» Aim of the task
Reproduce the whole listing, keeping each line as it is.

» Extracted entries
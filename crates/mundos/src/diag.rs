//! Diagnostics: JSON snapshots of the world and captured log output.
//!
//! Enabled by the `diagnostics` feature flag (on by default). A tool calls
//! [`snapshot`] once per frame, or as often as it likes, and gets the
//! archetype layout, entity pool statistics, the last frame's timings and any
//! log lines captured since the previous snapshot. Archetypes listed in
//! `expanded` (by index in the snapshot) also carry per-entity detail.
//!
//! Log capture needs [`init_logger`] instead of `env_logger::init()`.

use std::sync::Mutex;
use std::time::Instant;

use serde::Serialize;

use crate::ecs::World;
use crate::frame::FrameReport;
use crate::time::Time;

// ── Snapshot types (wire format) ────────────────────────────────────────

#[derive(Debug, Serialize)]
pub struct WorldSnapshot {
    pub fps: f32,
    pub delta_ms: f32,
    pub frame_count: u64,
    pub elapsed_secs: f32,
    pub entity_count: usize,
    pub archetype_count: usize,
    pub archetypes: Vec<ArchetypeInfo>,
    pub entity_pool: EntityPoolSnapshot,
    #[serde(skip_serializing_if = "Option::is_none")]
    pub frame_budget: Option<FrameBudgetSnapshot>,
    #[serde(skip_serializing_if = "Vec::is_empty")]
    pub logs: Vec<LogEntrySnapshot>,
}

#[derive(Debug, Serialize)]
pub struct ArchetypeInfo {
    pub(crate) entity_count: usize,
    pub(crate) component_names: Vec<String>,
    #[serde(skip_serializing_if = "Option::is_none")]
    pub(crate) entities: Option<Vec<EntityInfo>>,
}

#[derive(Debug, Serialize)]
pub struct EntityInfo {
    pub(crate) id: u32,
    pub(crate) generation: u32,
    pub(crate) name: String,
    /// `None` only for the root.
    pub(crate) parent_id: Option<u32>,
    pub(crate) components: Vec<ComponentInfo>,
}

#[derive(Debug, Serialize)]
pub struct ComponentInfo {
    pub(crate) name: String,
    pub(crate) debug_value: String,
}

#[derive(Debug, Serialize)]
pub struct EntityPoolSnapshot {
    pub(crate) total_slots: usize,
    pub(crate) free_count: usize,
    pub(crate) alive_count: usize,
    pub(crate) spawned_this_frame: u32,
    pub(crate) destroyed_this_frame: u32,
}

impl EntityPoolSnapshot {
    /// Share of slots sitting on the free list, in percent.
    pub fn fragmentation_pct(&self) -> f32 {
        if self.total_slots == 0 {
            0.0
        } else {
            self.free_count as f32 / self.total_slots as f32 * 100.0
        }
    }
}

#[derive(Debug, Serialize)]
pub struct FrameBudgetSnapshot {
    pub scripts_run: usize,
    pub draw_calls: usize,
    pub script_us: f64,
    pub render_us: f64,
}

impl From<&FrameReport> for FrameBudgetSnapshot {
    fn from(report: &FrameReport) -> Self {
        Self {
            scripts_run: report.scripts_run,
            draw_calls: report.draw_calls,
            script_us: report.script_us,
            render_us: report.render_us,
        }
    }
}

#[derive(Debug, Serialize)]
pub struct LogEntrySnapshot {
    pub level: String,
    pub target: String,
    pub message: String,
    pub timestamp_secs: f32,
}

// ── Log Capture ──────────────────────────────────────────────────────────

const LOG_CAPACITY: usize = 500;
const LOGS_PER_SNAPSHOT: usize = 50;

struct CapturedLog {
    level: log::Level,
    target: String,
    message: String,
    timestamp_secs: f32,
}

/// Ring buffer for captured logs (capped at 500).
struct LogRing {
    entries: std::collections::VecDeque<CapturedLog>,
    start: Instant,
}

impl LogRing {
    fn new() -> Self {
        Self {
            entries: std::collections::VecDeque::with_capacity(LOG_CAPACITY),
            start: Instant::now(),
        }
    }

    fn push(&mut self, level: log::Level, target: &str, message: String) {
        if self.entries.len() >= LOG_CAPACITY {
            self.entries.pop_front();
        }
        let timestamp_secs = self.start.elapsed().as_secs_f32();
        self.entries.push_back(CapturedLog {
            level,
            target: target.to_string(),
            message,
            timestamp_secs,
        });
    }

    fn drain(&mut self, max: usize) -> Vec<CapturedLog> {
        let n = self.entries.len().min(max);
        self.entries.drain(..n).collect()
    }
}

static LOG_RING: Mutex<Option<LogRing>> = Mutex::new(None);

/// Captures every message into the ring buffer and forwards to env_logger
/// for stderr output.
struct DiagLogger {
    inner: env_logger::Logger,
}

impl log::Log for DiagLogger {
    fn enabled(&self, metadata: &log::Metadata) -> bool {
        self.inner.enabled(metadata) || metadata.level() <= log::Level::Info
    }

    fn log(&self, record: &log::Record) {
        if self.inner.enabled(record.metadata()) {
            self.inner.log(record);
        }
        if let Ok(mut guard) = LOG_RING.lock() {
            if let Some(ring) = guard.as_mut() {
                ring.push(record.level(), record.target(), record.args().to_string());
            }
        }
    }

    fn flush(&self) {
        self.inner.flush();
    }
}

static DIAG_LOGGER: std::sync::OnceLock<DiagLogger> = std::sync::OnceLock::new();

/// Install the capturing logger. `RUST_LOG` controls what reaches stderr;
/// Info and above is always captured.
///
/// Call this early (before any log messages) to capture everything. Returns
/// `false` if another logger was installed first.
pub fn init_logger() -> bool {
    if let Ok(mut ring) = LOG_RING.lock() {
        *ring = Some(LogRing::new());
    }

    let inner = env_logger::Builder::new().parse_default_env().build();
    let max_level = inner.filter();
    let logger = DIAG_LOGGER.get_or_init(|| DiagLogger { inner });

    if log::set_logger(logger).is_err() {
        eprintln!("[mundos] a logger is already set, log capture disabled");
        return false;
    }
    log::set_max_level(max_level.max(log::LevelFilter::Info));
    true
}

fn drain_captured_logs(max: usize) -> Vec<LogEntrySnapshot> {
    let Ok(mut guard) = LOG_RING.lock() else {
        return Vec::new();
    };
    let Some(ring) = guard.as_mut() else {
        return Vec::new();
    };
    ring.drain(max)
        .into_iter()
        .map(|e| LogEntrySnapshot {
            level: e.level.to_string(),
            target: e.target,
            message: e.message,
            timestamp_secs: e.timestamp_secs,
        })
        .collect()
}

// ── Snapshots ────────────────────────────────────────────────────────────

/// Gather a snapshot. Resets the world's per-frame spawn/destroy counters.
pub fn snapshot(world: &mut World, time: &Time, last_frame: Option<&FrameReport>, expanded: &[usize]) -> WorldSnapshot {
    let archetypes = world.diagnostics_archetypes(expanded);
    WorldSnapshot {
        fps: time.fps(),
        delta_ms: time.delta().as_secs_f32() * 1000.0,
        frame_count: time.frame_count(),
        elapsed_secs: time.elapsed_secs(),
        entity_count: world.entity_count(),
        archetype_count: archetypes.len(),
        archetypes,
        entity_pool: world.diagnostics_entity_stats(),
        frame_budget: last_frame.map(FrameBudgetSnapshot::from),
        logs: drain_captured_logs(LOGS_PER_SNAPSHOT),
    }
}

pub fn snapshot_json(
    world: &mut World,
    time: &Time,
    last_frame: Option<&FrameReport>,
    expanded: &[usize],
) -> Result<String, serde_json::Error> {
    serde_json::to_string(&snapshot(world, time, last_frame, expanded))
}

» Output of the task
filename crates/mundos/src/diag.rs
//! Diagnostics: JSON snapshots of the world and captured log output.
//!
//! Enabled by the `diagnostics` feature flag (on by default). A tool calls
//! [`snapshot`] once per frame, or as often as it likes, and gets the
//! archetype layout, entity pool statistics, the last frame's timings and any
//! log lines captured since the previous snapshot. Archetypes listed in
//! `expanded` (by index in the snapshot) also carry per-entity detail.
//!
//! Log capture needs [`init_logger`] instead of `env_logger::init()`.

use std::sync::Mutex;
use std::time::Instant;

use serde::Serialize;

use crate::ecs::World;
use crate::frame::FrameReport;
use crate::time::Time;

// ── Snapshot types (wire format) ────────────────────────────────────────

#[derive(Debug, Serialize)]
pub struct WorldSnapshot {
    pub fps: f32,
    pub delta_ms: f32,
    pub frame_count: u64,
    pub elapsed_secs: f32,
    pub entity_count: usize,
    pub archetype_count: usize,
    pub archetypes: Vec<ArchetypeInfo>,
    pub entity_pool: EntityPoolSnapshot,
    #[serde(skip_serializing_if = "Option::is_none")]
    pub frame_budget: Option<FrameBudgetSnapshot>,
    #[serde(skip_serializing_if = "Vec::is_empty")]
    pub logs: Vec<LogEntrySnapshot>,
}

#[derive(Debug, Serialize)]
pub struct ArchetypeInfo {
    pub(crate) entity_count: usize,
    pub(crate) component_names: Vec<String>,
    #[serde(skip_serializing_if = "Option::is_none")]
    pub(crate) entities: Option<Vec<EntityInfo>>,
}

#[derive(Debug, Serialize)]
pub struct EntityInfo {
    pub(crate) id: u32,
    pub(crate) generation: u32,
    pub(crate) name: String,
    /// `None` only for the root.
    pub(crate) parent_id: Option<u32>,
    pub(crate) components: Vec<ComponentInfo>,
}

#[derive(Debug, Serialize)]
pub struct ComponentInfo {
    pub(crate) name: String,
    pub(crate) debug_value: String,
}

#[derive(Debug, Serialize)]
pub struct EntityPoolSnapshot {
    pub(crate) total_slots: usize,
    pub(crate) free_count: usize,
    pub(crate) alive_count: usize,
    pub(crate) spawned_this_frame: u32,
    pub(crate) destroyed_this_frame: u32,
}

impl EntityPoolSnapshot {
    /// Share of slots sitting on the free list, in percent.
    pub fn fragmentation_pct(&self) -> f32 {
        if self.total_slots == 0 {
            0.0
        } else {
            self.free_count as f32 / self.total_slots as f32 * 100.0
        }
    }
}

#[derive(Debug, Serialize)]
pub struct FrameBudgetSnapshot {
    pub scripts_run: usize,
    pub draw_calls: usize,
    pub script_us: f64,
    pub render_us: f64,
}

impl From<&FrameReport> for FrameBudgetSnapshot {
    fn from(report: &FrameReport) -> Self {
        Self {
            scripts_run: report.scripts_run,
            draw_calls: report.draw_calls,
            script_us: report.script_us,
            render_us: report.render_us,
        }
    }
}

#[derive(Debug, Serialize)]
pub struct LogEntrySnapshot {
    pub level: String,
    pub target: String,
    pub message: String,
    pub timestamp_secs: f32,
}

// ── Log Capture ──────────────────────────────────────────────────────────

const LOG_CAPACITY: usize = 500;
const LOGS_PER_SNAPSHOT: usize = 50;

struct CapturedLog {
    level: log::Level,
    target: String,
    message: String,
    timestamp_secs: f32,
}

/// Ring buffer for captured logs (capped at 500).
struct LogRing {
    entries: std::collections::VecDeque<CapturedLog>,
    start: Instant,
}

impl LogRing {
    fn new() -> Self {
        Self {
            entries: std::collections::VecDeque::with_capacity(LOG_CAPACITY),
            start: Instant::now(),
        }
    }

    fn push(&mut self, level: log::Level, target: &str, message: String) {
        if self.entries.len() >= LOG_CAPACITY {
            self.entries.pop_front();
        }
        let timestamp_secs = self.start.elapsed().as_secs_f32();
        self.entries.push_back(CapturedLog {
            level,
            target: target.to_string(),
            message,
            timestamp_secs,
        });
    }

    fn drain(&mut self, max: usize) -> Vec<CapturedLog> {
        let n = self.entries.len().min(max);
        self.entries.drain(..n).collect()
    }
}

static LOG_RING: Mutex<Option<LogRing>> = Mutex::new(None);

/// Captures every message into the ring buffer and forwards to env_logger
/// for stderr output.
struct DiagLogger {
    inner: env_logger::Logger,
}

impl log::Log for DiagLogger {
    fn enabled(&self, metadata: &log::Metadata) -> bool {
        self.inner.enabled(metadata) || metadata.level() <= log::Level::Info
    }

    fn log(&self, record: &log::Record) {
        if self.inner.enabled(record.metadata()) {
            self.inner.log(record);
        }
        if let Ok(mut guard) = LOG_RING.lock() {
            if let Some(ring) = guard.as_mut() {
                ring.push(record.level(), record.target(), record.args().to_string());
            }
        }
    }

    fn flush(&self) {
        self.inner.flush();
    }
}

static DIAG_LOGGER: std::sync::OnceLock<DiagLogger> = std::sync::OnceLock::new();

/// Install the capturing logger. `RUST_LOG` controls what reaches stderr;
/// Info and above is always captured.
///
/// Call this early (before any log messages) to capture everything. Returns
/// `false` if another logger was installed first.
pub fn init_logger() -> bool {
    if let Ok(mut ring) = LOG_RING.lock() {
        *ring = Some(LogRing::new());
    }

    let inner = env_logger::Builder::new().parse_default_env().build();
    let max_level = inner.filter();
    let logger = DIAG_LOGGER.get_or_init(|| DiagLogger { inner });

    if log::set_logger(logger).is_err() {
        eprintln!("[mundos] a logger is already set, log capture disabled");
        return false;
    }
    log::set_max_level(max_level.max(log::LevelFilter::Info));
    true
}

fn drain_captured_logs(max: usize) -> Vec<LogEntrySnapshot> {
    let Ok(mut guard) = LOG_RING.lock() else {
        return Vec::new();
    };
    let Some(ring) = guard.as_mut() else {
        return Vec::new();
    };
    ring.drain(max)
        .into_iter()
        .map(|e| LogEntrySnapshot {
            level: e.level.to_string(),
            target: e.target,
            message: e.message,
            timestamp_secs: e.timestamp_secs,
        })
        .collect()
}

// ── Snapshots ────────────────────────────────────────────────────────────

/// Gather a snapshot. Resets the world's per-frame spawn/destroy counters.
pub fn snapshot(world: &mut World, time: &Time, last_frame: Option<&FrameReport>, expanded: &[usize]) -> WorldSnapshot {
    let archetypes = world.diagnostics_archetypes(expanded);
    WorldSnapshot {
        fps: time.fps(),
        delta_ms: time.delta().as_secs_f32() * 1000.0,
        frame_count: time.frame_count(),
        elapsed_secs: time.elapsed_secs(),
        entity_count: world.entity_count(),
        archetype_count: archetypes.len(),
        archetypes,
        entity_pool: world.diagnostics_entity_stats(),
        frame_budget: last_frame.map(FrameBudgetSnapshot::from),
        logs: drain_captured_logs(LOGS_PER_SNAPSHOT),
    }
}

pub fn snapshot_json(
    world: &mut World,
    time: &Time,
    last_frame: Option<&FrameReport>,
    expanded: &[usize],
) -> Result<String, serde_json::Error> {
    serde_json::to_string(&snapshot(world, time, last_frame, expanded))
}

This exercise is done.